O meu filho perguntou: “Achas que um gajo faria isto tudo que estás a fazer? Um gajo diria ‘Vou ficar doente’, é como se já estivesse e não pediria desculpa”. Eu tinha acabado de desligar o telemóvel e pedir desculpa, por não conseguir estar numa reunião às dez da manhã dali a dois dias. Por essa altura – eu estava verdadeiramente convencida disso – estarei no vale dos lençóis, preferencialmente sem febre, a ver se o vírus se despacha e me deixa em paz. Há tanta coisa para fazer, pensava eu.

Depois, o meu filho atirou-me com as más práticas à cara e eu tive um momento em que pensei: “Tens razão”. Depois reconsiderei, não tem razão. Quero dizer, talvez existam homens que consigam ter a pré-doença como pretexto e não se preocupem com o ninho nem com o que está no frigorífico, aposto que sim. Mas existem também homens que teriam feito o mesmo que eu fiz. Porque não se trata de uma questão de género mas sim de brio profissional, de cuidado com a pessoa com quem vivemos.
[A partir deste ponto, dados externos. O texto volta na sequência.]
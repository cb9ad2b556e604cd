//! Configuration for market data access.
//!
//! Values come from the environment (optionally via `.env`) with defaults
//! that work against the public Binance API.

use anyhow::{Context, Result};
use std::env;
use std::str::FromStr;
use std::time::Duration;

/// Configuration for [`BinanceProvider`](crate::providers::BinanceProvider).
#[derive(Debug, Clone)]
pub struct BinanceConfig {
    /// REST base URL.
    pub base_url: String,
    /// Timeout for a single klines page.
    pub klines_timeout: Duration,
    /// Timeout for a ticker request.
    pub ticker_timeout: Duration,
    /// Maximum candles per klines request.
    pub page_limit: u16,
}

impl Default for BinanceConfig {
    fn default() -> Self {
        Self {
            base_url: "https://api.binance.com".to_string(),
            klines_timeout: Duration::from_secs(15),
            ticker_timeout: Duration::from_secs(8),
            page_limit: 1000, // Binance maximum
        }
    }
}

impl BinanceConfig {
    /// Reads overrides from `BINANCE_BASE_URL`, `BINANCE_KLINES_TIMEOUT_SECS`
    /// and `BINANCE_TICKER_TIMEOUT_SECS`.
    ///
    /// # Errors
    /// Returns an error if a variable is set but cannot be parsed.
    pub fn from_env() -> Result<Self> {
        let defaults = Self::default();
        Ok(Self {
            base_url: env::var("BINANCE_BASE_URL").unwrap_or(defaults.base_url),
            klines_timeout: env_secs("BINANCE_KLINES_TIMEOUT_SECS")?
                .unwrap_or(defaults.klines_timeout),
            ticker_timeout: env_secs("BINANCE_TICKER_TIMEOUT_SECS")?
                .unwrap_or(defaults.ticker_timeout),
            page_limit: defaults.page_limit,
        })
    }

    /// Sets the base URL.
    #[must_use]
    pub fn with_base_url(mut self, base_url: impl Into<String>) -> Self {
        self.base_url = base_url.into();
        self
    }
}

/// Configuration for [`CachedProvider`](crate::cache::CachedProvider).
#[derive(Debug, Clone)]
pub struct CacheConfig {
    /// How long a candle range stays cached.
    pub candle_ttl: Duration,
    /// How long a latest price stays cached.
    pub price_ttl: Duration,
    /// Maximum cached candle ranges.
    pub max_candle_entries: u64,
}

impl Default for CacheConfig {
    fn default() -> Self {
        Self {
            candle_ttl: Duration::from_secs(60 * 60), // 1 hour
            price_ttl: Duration::from_secs(10),
            max_candle_entries: 256,
        }
    }
}

impl CacheConfig {
    /// Reads overrides from `CANDLE_CACHE_TTL_SECS` and `PRICE_CACHE_TTL_SECS`.
    ///
    /// # Errors
    /// Returns an error if a variable is set but cannot be parsed.
    pub fn from_env() -> Result<Self> {
        let defaults = Self::default();
        Ok(Self {
            candle_ttl: env_secs("CANDLE_CACHE_TTL_SECS")?.unwrap_or(defaults.candle_ttl),
            price_ttl: env_secs("PRICE_CACHE_TTL_SECS")?.unwrap_or(defaults.price_ttl),
            max_candle_entries: defaults.max_candle_entries,
        })
    }

    /// Sets both TTLs.
    #[must_use]
    pub fn with_ttls(mut self, candle_ttl: Duration, price_ttl: Duration) -> Self {
        self.candle_ttl = candle_ttl;
        self.price_ttl = price_ttl;
        self
    }
}

fn env_secs(key: &str) -> Result<Option<Duration>> {
    match env::var(key) {
        Ok(raw) => parse_secs(&raw)
            .map(Some)
            .with_context(|| format!("{key} must be a whole number of seconds")),
        Err(_) => Ok(None),
    }
}

fn parse_secs(raw: &str) -> Result<Duration> {
    let secs = u64::from_str(raw.trim())?;
    Ok(Duration::from_secs(secs))
}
O compromisso, qualquer que seja a sua natureza, uma vez assumido por nós exige cuidado e antecipação. Sim, escrevi a crónica anterior sabendo que talvez a coisa me pegasse. É verdade. É um compromisso. Talvez a única coisa em que o meu filho tenha razão e, mais uma vez, não se prende com género, é que não deveria ter pedido desculpa. A saúde deve estar em primeiro lugar, assim como a segurança. Não fui à reunião, uma chatice, mas era uma forma de protecção, eu a pensar em quem estaria à volta da mesa e outros com os quais me cruzaria.

Não deveria ter pedido desculpa. Sim, isso é uma grande verdade. Temos gestos e comportamentos condicionados por uma herança que assenta na culpa. Culpa de estar doente, de não fazer, de não cumprir. É tempo de mandar tudo isso às urtigas, não serve para nada. O vírus foi-se e estou pronta para a luta. Estou contente por ter antecipado problemas quando alguns – homens e mulheres – se teriam acomodado à ideia da doença? Pois estou. E foi uma grande bodega, conviver com o vírus? Pois foi. Já passou.